こんにちは。パーソナル・コーチングサービス『mento』を運営しております、たんたんたんげです。涼しくなってきましたね、いかがお過ごしでしょうか。

mentoでは先日、『mento for Business』という法人向けコーチングサービスをリリースさせていただきました。そんな中でよくご質問いただくのが、「コーチングはどんな組織で、誰が受けるべきなのか」という問題です。

コーチングの効果として言われているものには「自己の強みや課題の言語化」「モチベーションの向上」「オーナーシップの向上」「目標達成のサポート」などがあります。しかし、それらがあまりに抽象的で誰にでも当てはまるが故に、逆に自分たちの組織で誰が活用すべきなのかがイメージしづらいというのはとても共感できます。

そこで今回は、すべての方たちに広くコーチングを届けたいというのが我々の思いではあるのですが、「コーチング活用が難しい」と感じる組織の共通点について血の涙を流しながら考えてみたいと思います。

そもそも「コーチングってなに?美味しいの?」という方はこちらのnoteをご参考くださいませ。

企業規模や事業フェーズ、役職によるものではない

まずは「コーチングは誰のためのものなのか」という問いについて考えたいと思います。

昨年話題になった「1兆ドルコーチ」でも話題になったとおり、これまでのコーチングは「一流企業のエグゼクティブや、経営者が受けるもの」というイメージが強くありました。

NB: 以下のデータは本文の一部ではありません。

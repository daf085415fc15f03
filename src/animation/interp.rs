use crate::foundation::math::{clamp_unit, finite_or_zero};

pub trait Lerp: Sized {
    fn lerp(a: &Self, b: &Self, t: f64) -> Self;
}

impl Lerp for f64 {
    fn lerp(a: &Self, b: &Self, t: f64) -> Self {
        finite_or_zero(a + (b - a) * t)
    }
}

impl Lerp for [f64; 2] {
    fn lerp(a: &Self, b: &Self, t: f64) -> Self {
        [<f64 as Lerp>::lerp(&a[0], &b[0], t), <f64 as Lerp>::lerp(&a[1], &b[1], t)]
    }
}

/// Where a query time falls relative to a sorted key sequence.
#[derive(Clone, Copy, Debug, PartialEq)]
pub enum Bracket {
    /// No keys at all.
    Empty,
    /// Before the first key (or exactly at a sole key); holds the first key index.
    Before(usize),
    /// At or after the last key; holds the last key index.
    After(usize),
    /// Strictly between two keys: `keys[lo].time <= t < keys[hi].time`.
    Between { lo: usize, hi: usize, progress: f64 },
}

/// Locate `t` in `keys` (sorted ascending by `time_of`) with a binary search.
///
/// Keys sharing a timestamp collapse into one point: the bracket always lands on the last of
/// the duplicates, so the interpolation denominator is never zero for sorted input.
pub fn bracket<K>(keys: &[K], t: f64, time_of: impl Fn(&K) -> f64) -> Bracket {
    if keys.is_empty() {
        return Bracket::Empty;
    }
    let t = finite_or_zero(t);
    let idx = keys.partition_point(|k| time_of(k) <= t);

    if idx == 0 {
        return Bracket::Before(0);
    }
    if idx >= keys.len() {
        return Bracket::After(keys.len() - 1);
    }

    let lo = idx - 1;
    let hi = idx;
    let t0 = time_of(&keys[lo]);
    let t1 = time_of(&keys[hi]);
    let denom = t1 - t0;
    let progress = if denom > 0.0 {
        clamp_unit((t - t0) / denom)
    } else {
        1.0
    };
    Bracket::Between { lo, hi, progress }
}

#[cfg(test)]
#[path = "../../tests/unit/animation/interp.rs"]
mod tests;
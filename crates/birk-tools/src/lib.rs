// Copyright (c) 2024-2026 Martin Schröder <info@swedishembedded.com>
//
// SPDX-License-Identifier: MIT
//! Tool registry for the birk agent runtime.
//!
//! Tools themselves (DOM inspection, tab management, storage, network
//! interception) live outside this crate; the registry only guarantees
//! the execution contract: parameter validation against the tool's JSON
//! schema, a bounded execution time, and a structured response the turn
//! manager can fold back into the conversation.

mod registry;
mod tool;
mod validate;

pub use registry::ToolRegistry;
pub use tool::{
    Tool, ToolDefinition, ToolError, ToolErrorCode, ToolExecutionRequest, ToolExecutionResponse,
};
pub use validate::validate_parameters;
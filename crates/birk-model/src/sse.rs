// Copyright (c) 2024-2026 Martin Schröder <info@swedishembedded.com>
//
// SPDX-License-Identifier: Apache-2.0
//! SSE parsing for the Responses API event stream.
//!
//! The provider answers with `data: {json}` records separated by blank
//! lines.  A single record can be split across any number of TCP packets
//! (assistant messages routinely exceed 1 MB), so parsing is driven by a
//! persistent line buffer: only complete `\n`-terminated lines are ever
//! handed to the JSON layer.

use serde_json::Value;
use tracing::trace;

use birk_protocol::{ResponseItem, TokenUsage};

use crate::error::StreamError;
use crate::types::{RateLimitSnapshot, ResponseEvent};

/// Drain all complete `\n`-terminated SSE lines from `buf`.
///
/// Any trailing incomplete line is left in `buf` so the next TCP chunk
/// can extend it.
pub(crate) fn drain_complete_sse_lines(
    buf: &mut String,
) -> Vec<Result<ResponseEvent, StreamError>> {
    let mut events = Vec::new();
    while let Some(nl_pos) = buf.find('\n') {
        // Strip the optional Windows-style \r before \n.
        let line = buf[..nl_pos].trim_end_matches('\r').to_string();
        *buf = buf[nl_pos + 1..].to_string();
        if let Some(ev) = parse_sse_data_line(&line) {
            events.push(ev);
        }
    }
    events
}

/// Parse a single complete SSE `data:` line into a [`ResponseEvent`].
///
/// Returns `None` for empty lines, comments, `event:`/`id:` framing
/// lines, and event types this runtime does not consume.
pub fn parse_sse_data_line(line: &str) -> Option<Result<ResponseEvent, StreamError>> {
    let data = line.strip_prefix("data:")?.trim();
    if data.is_empty() || data == "[DONE]" {
        return None;
    }
    let v: Value = match serde_json::from_str(data) {
        Ok(v) => v,
        Err(e) => {
            trace!(error = %e, "dropping unparseable SSE data line");
            return None;
        }
    };
    let kind = v["type"].as_str()?;
    match kind {
        "response.created" | "response.in_progress" => Some(Ok(ResponseEvent::Created)),

        "response.output_text.delta" => {
            let delta = v["delta"].as_str().unwrap_or("").to_string();
            Some(Ok(ResponseEvent::OutputTextDelta(delta)))
        }

        "response.reasoning_summary_text.delta" => {
            let delta = v["delta"].as_str().unwrap_or("").to_string();
            Some(Ok(ResponseEvent::ReasoningSummaryDelta(delta)))
        }

        "response.reasoning_text.delta" => {
            let delta = v["delta"].as_str().unwrap_or("").to_string();
            Some(Ok(ResponseEvent::ReasoningContentDelta(delta)))
        }

        "response.output_item.done" => {
            match serde_json::from_value::<ResponseItem>(v["item"].clone()) {
                Ok(item) => Some(Ok(ResponseEvent::OutputItemDone(item))),
                Err(e) => {
                    // Item kinds the runtime does not consume (e.g.
                    // web_search_call bodies) are not an error.
                    trace!(error = %e, "dropping unknown output item");
                    None
                }
            }
        }

        "response.output_item.added" => {
            let item = &v["item"];
            if item["type"].as_str() == Some("web_search_call") {
                let call_id = item["id"].as_str().unwrap_or("").to_string();
                Some(Ok(ResponseEvent::WebSearchCallBegin { call_id }))
            } else {
                None
            }
        }

        "response.completed" => {
            let response = &v["response"];
            let response_id = response["id"].as_str().unwrap_or("").to_string();
            let token_usage = response.get("usage").and_then(parse_usage);
            Some(Ok(ResponseEvent::Completed { response_id, token_usage }))
        }

        "response.failed" => {
            let message = v["response"]["error"]["message"]
                .as_str()
                .unwrap_or("response.failed")
                .to_string();
            Some(Err(StreamError::fatal(message)))
        }

        "rate_limits.updated" => {
            let snapshot = serde_json::from_value::<RateLimitSnapshot>(v["snapshot"].clone())
                .unwrap_or_default();
            Some(Ok(ResponseEvent::RateLimits(snapshot)))
        }

        other => {
            trace!(event_type = other, "dropping unknown SSE event type");
            None
        }
    }
}

fn parse_usage(usage: &Value) -> Option<TokenUsage> {
    if usage.is_null() {
        return None;
    }
    let input_tokens = usage["input_tokens"].as_u64().unwrap_or(0);
    let output_tokens = usage["output_tokens"].as_u64().unwrap_or(0);
    Some(TokenUsage {
        input_tokens,
        cached_input_tokens: usage["input_tokens_details"]["cached_tokens"]
            .as_u64()
            .unwrap_or(0),
        output_tokens,
        total_tokens: usage["total_tokens"]
            .as_u64()
            .unwrap_or(input_tokens + output_tokens),
    })
}

// ─── Unit tests ──────────────────────────────────────────────────────────────
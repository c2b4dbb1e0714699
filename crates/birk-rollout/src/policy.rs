// Copyright (c) 2024-2026 Martin Schröder <info@swedishembedded.com>
//
// SPDX-License-Identifier: Apache-2.0
//! The persistence policy: which rollout items reach storage.
//!
//! Deltas are never persisted (their terminal items are), transient
//! notifications are never persisted, and raw reasoning is only kept when
//! the session was configured to show it.  The table is frozen; resumed
//! conversations rely on it being stable across versions.

use birk_protocol::{EventMsg, ResponseItem, RolloutItem};

/// Returns `true` when `item` should be written to storage.
pub fn is_persisted(item: &RolloutItem, show_raw_reasoning: bool) -> bool {
    match item {
        RolloutItem::SessionMeta(_)
        | RolloutItem::TurnContext(_)
        | RolloutItem::Compacted(_) => true,

        RolloutItem::ResponseItem(ri) => match ri {
            ResponseItem::Message { .. }
            | ResponseItem::FunctionCall { .. }
            | ResponseItem::FunctionCallOutput { .. } => true,
            ResponseItem::Reasoning { .. } => show_raw_reasoning,
        },

        RolloutItem::Event(msg) => match msg {
            EventMsg::TaskStarted { .. }
            | EventMsg::TaskComplete { .. }
            | EventMsg::TaskFailed { .. }
            | EventMsg::TurnAborted { .. }
            | EventMsg::ToolCallBegin { .. }
            | EventMsg::ToolCallEnd { .. }
            | EventMsg::Error { .. }
            | EventMsg::StreamError { .. }
            | EventMsg::TokenCount { .. } => true,

            // Deltas and transient UI traffic: the terminal items carry
            // the durable content.
            EventMsg::AgentMessage { .. }
            | EventMsg::AgentMessageDelta { .. }
            | EventMsg::AgentReasoning { .. }
            | EventMsg::AgentReasoningDelta { .. }
            | EventMsg::ToolOutputDelta { .. }
            | EventMsg::ExecApprovalRequest { .. }
            | EventMsg::PatchApprovalRequest { .. }
            | EventMsg::PlanUpdate { .. }
            | EventMsg::Notification { .. }
            | EventMsg::SessionConfigured { .. }
            | EventMsg::ShutdownComplete => false,
        },
    }
}

/// Whether this item counts as user input for conversation listing.
/// Rollouts without any user input are hidden from `list_conversations`.
pub fn is_user_input(item: &RolloutItem) -> bool {
    matches!(
        item,
        RolloutItem::ResponseItem(ResponseItem::Message { role, .. }) if role == "user"
    )
}

// ─── Unit tests ──────────────────────────────────────────────────────────────

#[cfg(test)]
mod tests {
    use super::*;
    use birk_protocol::{
        CompactedItem, NotificationKind, SessionMeta, TokenUsage, TurnAbortReason,
    };

    #[test]
    fn session_meta_always_persisted() {
        let item = RolloutItem::SessionMeta(SessionMeta::new("id", None));
        assert!(is_persisted(&item, false));
    }

    #[test]
    fn compacted_always_persisted() {
        let item = RolloutItem::Compacted(CompactedItem { message: "s".into() });
        assert!(is_persisted(&item, false));
    }

    #[test]
    fn message_and_function_items_persisted() {
        assert!(is_persisted(
            &RolloutItem::ResponseItem(ResponseItem::user_text("q")),
            false
        ));
        assert!(is_persisted(
            &RolloutItem::ResponseItem(ResponseItem::function_output("c1", "ok")),
            false
        ));
    }

    #[test]
    fn reasoning_item_follows_show_raw_flag() {
        let item = RolloutItem::ResponseItem(ResponseItem::Reasoning {
            id: None,
            summary: vec![],
            content: vec![],
        });
        assert!(!is_persisted(&item, false));
        assert!(is_persisted(&item, true));
    }

    #[test]
    fn lifecycle_events_persisted() {
        for msg in [
            EventMsg::TaskStarted { model: "m".into(), cwd: "c".into() },
            EventMsg::TaskComplete {
                turn_count: 1,
                token_usage: TokenUsage::default(),
                last_agent_message: None,
            },
            EventMsg::TaskFailed { message: "x".into() },
            EventMsg::TurnAborted { reason: TurnAbortReason::UserInterrupt },
            EventMsg::TokenCount { usage: TokenUsage::default() },
        ] {
            assert!(is_persisted(&RolloutItem::Event(msg), false));
        }
    }

    #[test]
    fn deltas_and_notifications_never_persisted() {
        for msg in [
            EventMsg::AgentMessageDelta { delta: "d".into() },
            EventMsg::AgentReasoningDelta { delta: "d".into() },
            EventMsg::Notification {
                kind: NotificationKind::System,
                payload: serde_json::Value::Null,
            },
        ] {
            assert!(!is_persisted(&RolloutItem::Event(msg), true));
        }
    }

    #[test]
    fn user_message_counts_as_user_input() {
        assert!(is_user_input(&RolloutItem::ResponseItem(ResponseItem::user_text("q"))));
        assert!(!is_user_input(&RolloutItem::ResponseItem(
            ResponseItem::assistant_text("a")
        )));
        assert!(!is_user_input(&RolloutItem::SessionMeta(SessionMeta::new("id", None))));
    }
}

そして近年ではTwitterを中心としたSNSでコーチングが話題になっていることや、副業や個人事業でコーチングを提供する方が増え手軽な価格受けられるようになったことを受け、「スタートアップの経営者」「IT企業のミドルマネジャー」へのコーチング活用が目立ちます。

しかし実際にmentoでご要望いただいている課題は本当に様々で、企業規模や事業フェーズ、役職によって整理できるものではないところまでコーチングのニーズは広がってきています。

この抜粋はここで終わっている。